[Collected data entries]
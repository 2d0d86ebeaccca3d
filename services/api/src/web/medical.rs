//! services/api/src/web/medical.rs
//!
//! Routes for the `Medical` role: store registration, inventory management
//! and the order feed for the owner's store.
//!
//! A Medical account without a registered store is bounced to the
//! "complete store details" flow before it can reach the dashboard.

use axum::{
    extract::{Query, State},
    http::StatusCode,
    response::{IntoResponse, Json, Redirect, Response},
    Extension, Form,
};
use civica_core::domain::{AuthSession, Medicine, Order, PharmacyStore, StoreInfo};
use civica_core::ports::PortError;
use serde::{Deserialize, Serialize};
use std::sync::Arc;
use tracing::error;
use utoipa::ToSchema;

use crate::web::state::AppState;

//=========================================================================================
// Request/Response Types
//=========================================================================================

#[derive(Serialize, ToSchema)]
pub struct InventoryView {
    pub store: String,
    pub license: String,
    pub address: String,
    pub medicines: Vec<MedicineView>,
}

#[derive(Serialize, ToSchema)]
pub struct MedicineView {
    pub name: String,
    pub price: String,
}

#[derive(Deserialize, ToSchema)]
pub struct StoreDetailsForm {
    pub store_name: String,
    pub license: String,
    pub address: String,
}

#[derive(Deserialize, ToSchema)]
pub struct MedicineForm {
    pub name: String,
    pub price: String,
}

#[derive(Deserialize, ToSchema)]
pub struct RemoveMedicineQuery {
    pub name: String,
}

fn internal(context: &str, e: PortError) -> (StatusCode, String) {
    error!("{context}: {e:?}");
    (StatusCode::INTERNAL_SERVER_ERROR, context.to_string())
}

/// Loads the owner's store, or the redirect into the store-details flow.
async fn store_or_redirect(
    state: &AppState,
    session: &AuthSession,
) -> Result<PharmacyStore, Result<Redirect, (StatusCode, String)>> {
    match state.store.get_store_for_owner(&session.username).await {
        Ok(store) => Ok(store),
        Err(PortError::NotFound(_)) => Err(Ok(Redirect::to("/medical/store"))),
        Err(e) => Err(Err(internal("Failed to load store", e))),
    }
}

fn inventory_view(store: PharmacyStore) -> InventoryView {
    InventoryView {
        store: store.name,
        license: store.license,
        address: store.address,
        medicines: store
            .medicines
            .into_iter()
            .map(|m| MedicineView {
                name: m.name,
                price: m.price,
            })
            .collect(),
    }
}

//=========================================================================================
// Handlers
//=========================================================================================

/// GET /medical - The inventory dashboard for the owner's store.
#[utoipa::path(
    get,
    path = "/medical",
    responses(
        (status = 200, description = "The store inventory", body = InventoryView),
        (status = 303, description = "No store yet; redirected to /medical/store")
    )
)]
pub async fn medical_dashboard_handler(
    State(state): State<Arc<AppState>>,
    Extension(session): Extension<AuthSession>,
) -> Result<Response, (StatusCode, String)> {
    let store = match store_or_redirect(&state, &session).await {
        Ok(store) => store,
        Err(redirect) => return redirect.map(IntoResponse::into_response),
    };
    Ok(Json(inventory_view(store)).into_response())
}

/// GET /medical/store - View the registered store details.
#[utoipa::path(
    get,
    path = "/medical/store",
    responses(
        (status = 200, description = "The registered store", body = InventoryView),
        (status = 404, description = "No store registered yet")
    )
)]
pub async fn store_view_handler(
    State(state): State<Arc<AppState>>,
    Extension(session): Extension<AuthSession>,
) -> Result<impl IntoResponse, (StatusCode, String)> {
    let store = state
        .store
        .get_store_for_owner(&session.username)
        .await
        .map_err(|e| match e {
            PortError::NotFound(msg) => (StatusCode::NOT_FOUND, msg),
            other => internal("Failed to load store", other),
        })?;
    Ok(Json(inventory_view(store)))
}

/// POST /medical/store - Complete the store details.
///
/// Records `store_info` on the owner's profile and creates the pharmacy
/// record. The two writes hit separate documents and are not atomic.
#[utoipa::path(
    post,
    path = "/medical/store",
    request_body(content = StoreDetailsForm, content_type = "application/x-www-form-urlencoded"),
    responses(
        (status = 303, description = "Store registered; redirected to /medical"),
        (status = 409, description = "This account already registered a store")
    )
)]
pub async fn store_register_handler(
    State(state): State<Arc<AppState>>,
    Extension(session): Extension<AuthSession>,
    Form(form): Form<StoreDetailsForm>,
) -> Result<impl IntoResponse, (StatusCode, String)> {
    let user = state
        .store
        .get_user(&session.username)
        .await
        .map_err(|e| internal("Failed to load user", e))?;

    let mut profile = user.profile.unwrap_or_default();
    profile.store_info = Some(StoreInfo {
        store_name: form.store_name.clone(),
        license: form.license.clone(),
        address: form.address.clone(),
    });
    state
        .store
        .update_profile(&session.username, profile)
        .await
        .map_err(|e| internal("Failed to update profile", e))?;

    state
        .store
        .create_store(PharmacyStore {
            name: form.store_name,
            owner: session.username.clone(),
            license: form.license,
            address: form.address,
            medicines: Vec::new(),
        })
        .await
        .map_err(|e| match e {
            PortError::Conflict(msg) => (StatusCode::CONFLICT, msg),
            other => internal("Failed to create store", other),
        })?;

    Ok(Redirect::to("/medical"))
}

/// POST /medical/medicine - Stock a new medicine.
#[utoipa::path(
    post,
    path = "/medical/medicine",
    request_body(content = MedicineForm, content_type = "application/x-www-form-urlencoded"),
    responses(
        (status = 201, description = "Medicine stocked"),
        (status = 303, description = "No store yet; redirected to /medical/store"),
        (status = 409, description = "A medicine with that name is already stocked")
    )
)]
pub async fn medicine_add_handler(
    State(state): State<Arc<AppState>>,
    Extension(session): Extension<AuthSession>,
    Form(form): Form<MedicineForm>,
) -> Result<Response, (StatusCode, String)> {
    if let Err(redirect) = store_or_redirect(&state, &session).await {
        return redirect.map(IntoResponse::into_response);
    }

    state
        .store
        .add_medicine(
            &session.username,
            Medicine {
                name: form.name,
                price: form.price,
            },
        )
        .await
        .map_err(|e| match e {
            PortError::Conflict(msg) => (StatusCode::CONFLICT, msg),
            other => internal("Failed to add medicine", other),
        })?;

    Ok(StatusCode::CREATED.into_response())
}

/// PUT /medical/medicine - Update the price of a stocked medicine.
#[utoipa::path(
    put,
    path = "/medical/medicine",
    request_body(content = MedicineForm, content_type = "application/x-www-form-urlencoded"),
    responses(
        (status = 200, description = "Medicine updated"),
        (status = 404, description = "No medicine with that name")
    )
)]
pub async fn medicine_update_handler(
    State(state): State<Arc<AppState>>,
    Extension(session): Extension<AuthSession>,
    Form(form): Form<MedicineForm>,
) -> Result<impl IntoResponse, (StatusCode, String)> {
    state
        .store
        .update_medicine(
            &session.username,
            Medicine {
                name: form.name,
                price: form.price,
            },
        )
        .await
        .map_err(|e| match e {
            PortError::NotFound(msg) => (StatusCode::NOT_FOUND, msg),
            other => internal("Failed to update medicine", other),
        })?;

    Ok(StatusCode::OK)
}

/// DELETE /medical/medicine?name=... - Remove a medicine from the inventory.
#[utoipa::path(
    delete,
    path = "/medical/medicine",
    params(("name" = String, Query, description = "Exact medicine name")),
    responses(
        (status = 200, description = "Medicine removed"),
        (status = 404, description = "No medicine with that name")
    )
)]
pub async fn medicine_remove_handler(
    State(state): State<Arc<AppState>>,
    Extension(session): Extension<AuthSession>,
    Query(query): Query<RemoveMedicineQuery>,
) -> Result<impl IntoResponse, (StatusCode, String)> {
    state
        .store
        .remove_medicine(&session.username, &query.name)
        .await
        .map_err(|e| match e {
            PortError::NotFound(msg) => (StatusCode::NOT_FOUND, msg),
            other => internal("Failed to remove medicine", other),
        })?;

    Ok(StatusCode::OK)
}

/// GET /medical/orders - Orders placed against the owner's store.
#[utoipa::path(
    get,
    path = "/medical/orders",
    responses(
        (status = 200, description = "Orders for the store"),
        (status = 303, description = "No store yet; redirected to /medical/store")
    )
)]
pub async fn store_orders_handler(
    State(state): State<Arc<AppState>>,
    Extension(session): Extension<AuthSession>,
) -> Result<Response, (StatusCode, String)> {
    let store = match store_or_redirect(&state, &session).await {
        Ok(store) => store,
        Err(redirect) => return redirect.map(IntoResponse::into_response),
    };

    let orders: Vec<Order> = state
        .store
        .list_orders_for_store(&store.name)
        .await
        .map_err(|e| internal("Failed to load orders", e))?;

    Ok(Json(orders).into_response())
}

WHAT IS BEING ASKED – Working from the entries above, return all lines that contain "StoreInfo".

REPLY TO THE EXERCISE –
use civica_core::domain::{AuthSession, Medicine, Order, PharmacyStore, StoreInfo};
    profile.store_info = Some(StoreInfo {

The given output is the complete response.